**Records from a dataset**
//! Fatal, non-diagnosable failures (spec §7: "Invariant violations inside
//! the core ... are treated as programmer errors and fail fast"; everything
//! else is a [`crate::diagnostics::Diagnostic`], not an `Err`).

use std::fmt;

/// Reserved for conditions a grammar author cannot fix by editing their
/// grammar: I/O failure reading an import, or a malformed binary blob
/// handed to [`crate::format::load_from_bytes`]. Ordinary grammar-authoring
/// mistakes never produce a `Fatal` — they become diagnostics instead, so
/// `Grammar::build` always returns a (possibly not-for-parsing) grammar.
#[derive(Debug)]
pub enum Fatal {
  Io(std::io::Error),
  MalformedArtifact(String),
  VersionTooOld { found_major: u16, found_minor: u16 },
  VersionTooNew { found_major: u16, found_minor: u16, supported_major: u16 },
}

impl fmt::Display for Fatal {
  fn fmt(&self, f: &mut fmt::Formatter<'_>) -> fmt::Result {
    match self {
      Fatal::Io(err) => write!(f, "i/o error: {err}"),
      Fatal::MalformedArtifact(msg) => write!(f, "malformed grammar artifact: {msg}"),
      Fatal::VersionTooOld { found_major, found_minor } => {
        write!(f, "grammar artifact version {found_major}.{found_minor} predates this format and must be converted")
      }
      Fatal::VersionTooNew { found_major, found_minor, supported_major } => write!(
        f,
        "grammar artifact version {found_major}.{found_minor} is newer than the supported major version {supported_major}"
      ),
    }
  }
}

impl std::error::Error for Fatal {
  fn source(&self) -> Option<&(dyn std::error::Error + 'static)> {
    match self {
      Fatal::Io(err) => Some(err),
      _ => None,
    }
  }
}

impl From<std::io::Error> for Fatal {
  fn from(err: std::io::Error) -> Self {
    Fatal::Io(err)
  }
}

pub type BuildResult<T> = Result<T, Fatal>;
* * *
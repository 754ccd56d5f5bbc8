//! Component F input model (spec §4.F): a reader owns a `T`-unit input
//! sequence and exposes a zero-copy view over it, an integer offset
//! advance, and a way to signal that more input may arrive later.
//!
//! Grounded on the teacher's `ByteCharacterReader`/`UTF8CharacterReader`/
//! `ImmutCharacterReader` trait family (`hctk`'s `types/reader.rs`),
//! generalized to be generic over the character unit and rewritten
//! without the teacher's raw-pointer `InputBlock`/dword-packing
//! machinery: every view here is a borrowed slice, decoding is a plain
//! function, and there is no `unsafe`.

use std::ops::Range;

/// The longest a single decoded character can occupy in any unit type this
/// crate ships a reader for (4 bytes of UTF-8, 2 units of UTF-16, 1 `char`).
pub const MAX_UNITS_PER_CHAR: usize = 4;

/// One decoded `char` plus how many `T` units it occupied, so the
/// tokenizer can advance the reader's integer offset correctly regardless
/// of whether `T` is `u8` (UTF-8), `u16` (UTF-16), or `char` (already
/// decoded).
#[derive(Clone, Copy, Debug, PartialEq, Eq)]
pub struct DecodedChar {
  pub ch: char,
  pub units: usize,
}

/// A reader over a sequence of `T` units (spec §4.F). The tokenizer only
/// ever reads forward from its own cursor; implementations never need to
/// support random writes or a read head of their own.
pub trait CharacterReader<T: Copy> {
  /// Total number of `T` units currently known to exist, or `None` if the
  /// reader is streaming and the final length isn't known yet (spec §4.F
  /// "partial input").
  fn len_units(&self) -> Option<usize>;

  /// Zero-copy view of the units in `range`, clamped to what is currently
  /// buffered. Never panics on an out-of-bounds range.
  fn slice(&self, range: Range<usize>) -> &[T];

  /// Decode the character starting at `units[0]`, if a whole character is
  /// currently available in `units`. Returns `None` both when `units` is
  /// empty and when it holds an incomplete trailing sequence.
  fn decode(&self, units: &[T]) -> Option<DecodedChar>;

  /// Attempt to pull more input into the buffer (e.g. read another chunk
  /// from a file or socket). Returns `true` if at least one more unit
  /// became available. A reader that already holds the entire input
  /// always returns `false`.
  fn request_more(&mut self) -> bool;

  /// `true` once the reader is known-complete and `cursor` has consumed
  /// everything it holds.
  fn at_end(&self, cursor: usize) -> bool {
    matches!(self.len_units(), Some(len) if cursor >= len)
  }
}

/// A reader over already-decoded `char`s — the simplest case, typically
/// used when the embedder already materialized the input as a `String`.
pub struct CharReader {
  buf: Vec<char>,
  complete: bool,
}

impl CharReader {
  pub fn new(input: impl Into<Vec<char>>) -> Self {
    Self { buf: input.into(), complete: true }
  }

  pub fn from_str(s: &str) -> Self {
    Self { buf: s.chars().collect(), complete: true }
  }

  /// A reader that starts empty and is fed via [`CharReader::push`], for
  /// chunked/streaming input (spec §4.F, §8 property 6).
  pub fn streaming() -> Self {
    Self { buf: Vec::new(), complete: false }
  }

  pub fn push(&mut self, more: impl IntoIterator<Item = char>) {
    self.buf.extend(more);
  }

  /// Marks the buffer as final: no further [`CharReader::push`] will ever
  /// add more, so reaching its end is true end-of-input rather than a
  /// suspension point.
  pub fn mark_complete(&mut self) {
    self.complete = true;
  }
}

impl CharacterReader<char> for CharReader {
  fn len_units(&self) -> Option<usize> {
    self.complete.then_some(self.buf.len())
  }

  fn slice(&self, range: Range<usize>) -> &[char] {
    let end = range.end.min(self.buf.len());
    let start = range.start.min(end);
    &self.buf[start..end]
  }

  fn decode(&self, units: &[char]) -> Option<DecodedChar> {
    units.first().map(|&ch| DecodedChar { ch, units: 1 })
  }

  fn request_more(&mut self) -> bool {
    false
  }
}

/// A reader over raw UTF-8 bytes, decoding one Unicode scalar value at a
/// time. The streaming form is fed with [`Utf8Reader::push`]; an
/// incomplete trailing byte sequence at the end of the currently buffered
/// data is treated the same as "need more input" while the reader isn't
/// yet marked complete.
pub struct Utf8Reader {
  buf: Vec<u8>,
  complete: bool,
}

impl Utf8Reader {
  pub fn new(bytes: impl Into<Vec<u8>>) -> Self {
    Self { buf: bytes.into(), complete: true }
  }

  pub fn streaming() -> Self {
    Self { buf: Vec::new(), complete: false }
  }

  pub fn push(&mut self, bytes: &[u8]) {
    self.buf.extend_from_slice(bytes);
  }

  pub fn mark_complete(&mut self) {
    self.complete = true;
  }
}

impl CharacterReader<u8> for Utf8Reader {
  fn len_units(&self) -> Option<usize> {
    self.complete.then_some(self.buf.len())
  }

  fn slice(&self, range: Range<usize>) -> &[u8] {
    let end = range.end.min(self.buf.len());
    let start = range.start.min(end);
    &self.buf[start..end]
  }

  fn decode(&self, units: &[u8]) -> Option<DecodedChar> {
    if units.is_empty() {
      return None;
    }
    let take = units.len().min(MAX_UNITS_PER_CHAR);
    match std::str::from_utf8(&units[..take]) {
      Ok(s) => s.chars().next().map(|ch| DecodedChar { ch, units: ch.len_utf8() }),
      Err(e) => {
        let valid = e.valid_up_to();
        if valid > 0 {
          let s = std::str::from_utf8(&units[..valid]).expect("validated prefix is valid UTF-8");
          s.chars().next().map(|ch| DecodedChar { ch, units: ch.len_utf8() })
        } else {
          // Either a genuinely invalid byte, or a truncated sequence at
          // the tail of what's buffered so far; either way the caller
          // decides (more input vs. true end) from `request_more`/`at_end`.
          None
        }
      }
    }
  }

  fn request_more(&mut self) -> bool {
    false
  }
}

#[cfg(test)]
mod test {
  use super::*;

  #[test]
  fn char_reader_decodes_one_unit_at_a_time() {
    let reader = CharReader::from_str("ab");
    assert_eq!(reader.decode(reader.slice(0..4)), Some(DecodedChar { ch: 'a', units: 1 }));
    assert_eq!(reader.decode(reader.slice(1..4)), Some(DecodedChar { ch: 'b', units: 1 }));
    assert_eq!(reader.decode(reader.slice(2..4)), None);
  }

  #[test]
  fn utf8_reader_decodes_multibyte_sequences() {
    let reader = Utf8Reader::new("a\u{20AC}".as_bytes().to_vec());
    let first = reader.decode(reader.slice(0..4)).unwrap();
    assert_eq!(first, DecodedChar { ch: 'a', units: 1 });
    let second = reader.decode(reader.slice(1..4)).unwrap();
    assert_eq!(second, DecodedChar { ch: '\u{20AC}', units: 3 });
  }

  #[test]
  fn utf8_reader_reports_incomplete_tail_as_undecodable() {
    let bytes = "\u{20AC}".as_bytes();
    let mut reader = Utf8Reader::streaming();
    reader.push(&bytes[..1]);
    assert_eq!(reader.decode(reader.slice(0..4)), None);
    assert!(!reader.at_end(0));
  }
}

**ABOUT THIS EXERCISE**
Begin at the line that has "time. The streaming" in the entries above; stop after the line that has "pub fn push(&mut self, bytes: &[u8])". Transcribe exactly those lines and no others.

**RESULT OF THIS EXERCISE**
/// time. The streaming form is fed with [`Utf8Reader::push`]; an
/// incomplete trailing byte sequence at the end of the currently buffered
/// data is treated the same as "need more input" while the reader isn't
/// yet marked complete.
pub struct Utf8Reader {
  buf: Vec<u8>,
  complete: bool,
}

impl Utf8Reader {
  pub fn new(bytes: impl Into<Vec<u8>>) -> Self {
    Self { buf: bytes.into(), complete: true }
  }

  pub fn streaming() -> Self {
    Self { buf: Vec::new(), complete: false }
  }

  pub fn push(&mut self, bytes: &[u8]) {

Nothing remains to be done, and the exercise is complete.